Enzymes are proteins which catalyze a wide variety of chemical reactions, many of great commercial importance. Enzymes are generally classified according to the type of reaction which they catalyze, e.g., hydrolases are enzymes that catalyze the addition of the elements of water across the bond that is cleaved, e.q., an ester or peptide linkage. Commercially-important hydrolases include proteases which are employed in laundry detergents, polysaccharidases which control slime in industrial process waters, and lipases which are employed to transesterify fats and oils. Cellulases and ligninolases can be employed in wood fiber production and bleaching.
The hydrophilicity, or high water-solubility, of many of these enzymes often reduces their utility in hydrophobic (lipophilic) media and their reactivity with hydrophobic substrates. The biocatalytic reaction is inefficient due to phase separation between the two reactants. Either the enzyme is introduced into an aqueous phase in which the hydrophobic substrate is insoluble, or neither the enzyme nor the hydrophilic substrate can dissolve or disperse in the hydrophobic medium. For example, the removal of oily or fatty soils from food processing equipment cannot be readily accomplished with aqueous lipase solutions due to the lack of affinity of the enzyme for the hydrophobic residues.
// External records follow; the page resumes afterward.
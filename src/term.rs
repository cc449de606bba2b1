use chrono::NaiveDate;

use crate::error::ValidationError;
use crate::models::{NewSchedule, ScheduleEnd};
use crate::schedule::ScheduleInput;
use crate::validation::validate_term_schedule;

/// A term as the user edits it in the add-term dialog or the create form.
#[derive(Debug, Clone, PartialEq)]
pub struct TermInput {
    pub name: String,
    pub capacity: String,
    pub price: String,
    pub start_date: NaiveDate,
    pub end_date: NaiveDate,
    pub schedules: Vec<ScheduleInput>,
}

impl TermInput {
    /// A blank term for `today` with one schedule that runs until the term ends.
    pub fn starting(today: NaiveDate) -> Self {
        Self {
            name: String::new(),
            capacity: String::new(),
            price: String::new(),
            start_date: today,
            end_date: today,
            schedules: vec![term_schedule(today)],
        }
    }

    pub fn add_schedule(&mut self, today: NaiveDate) -> usize {
        let mut entry = term_schedule(today);
        if let Some(previous) = self.schedules.last() {
            entry.start_time = previous.start_time;
            entry.end_time = previous.end_time;
        }
        self.schedules.push(entry);
        self.schedules.len() - 1
    }

    pub fn remove_schedule(&mut self, index: usize) -> Option<ScheduleInput> {
        (index < self.schedules.len()).then(|| self.schedules.remove(index))
    }
}

fn term_schedule(today: NaiveDate) -> ScheduleInput {
    ScheduleInput {
        until: ScheduleEnd::Indefinitely,
        ..ScheduleInput::starting(today)
    }
}

/// Checks every nested schedule of a term and reshapes it for sending.
///
/// The whole mapping fails on the first schedule whose date does not fall on
/// its declared weekday, so a term is never sent with a partial schedule list.
pub fn map_term_schedules(schedules: &[ScheduleInput]) -> Result<Vec<NewSchedule>, ValidationError> {
    schedules.iter().map(validate_term_schedule).collect()
}

/// Terms of a term-based class being created.
#[derive(Debug, Clone, Default, PartialEq)]
pub struct TermList {
    terms: Vec<TermInput>,
}

impl TermList {
    pub fn new() -> Self {
        Self::default()
    }

    pub fn append(&mut self, today: NaiveDate) -> usize {
        self.terms.push(TermInput::starting(today));
        self.terms.len() - 1
    }

    pub fn remove(&mut self, index: usize) -> Option<TermInput> {
        (index < self.terms.len()).then(|| self.terms.remove(index))
    }

    pub fn get(&self, index: usize) -> Option<&TermInput> {
        self.terms.get(index)
    }

    pub fn get_mut(&mut self, index: usize) -> Option<&mut TermInput> {
        self.terms.get_mut(index)
    }

    pub fn len(&self) -> usize {
        self.terms.len()
    }

    pub fn is_empty(&self) -> bool {
        self.terms.is_empty()
    }

    pub fn iter(&self) -> impl Iterator<Item = &TermInput> {
        self.terms.iter()
    }
}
Furthermore, even in the presence of stabilizers, the activity of free enzymes often decreases rapidly in aqueous media.
One attempt to partly circumvent these problems involves contacting aqueous dispersions or solutions of the target substrate with enzymes which have been immobilized by physical adsorption or covalent bonding to water-insoluble carriers such as cellulose fibers or silica beads. Enzymes have also been immobilized by entrapping them in polymeric matrices. See K. Yokozeki et al., European J. Appl. Microbiol. Biotechnol., 14, 1, (1982). Circulation of a stream of the substrate or a dispersion thereof through a zone containing the immobilized enzyme can reduce losses due to the addition of free enzymes to a process water stream. However, immobilization or entrapment of enzymes can reduce their activity. Furthermore, the substrate matrix can further reduce the efficiency of enzyme-substrate contact.
Therefore, a need exists for a method to selectively decrease the water-solubility of hydrophilic enzymes such as hydrolases, and thereby to increase the efficiency of enzymatic interaction with hydrophobic substrates in aqueous media.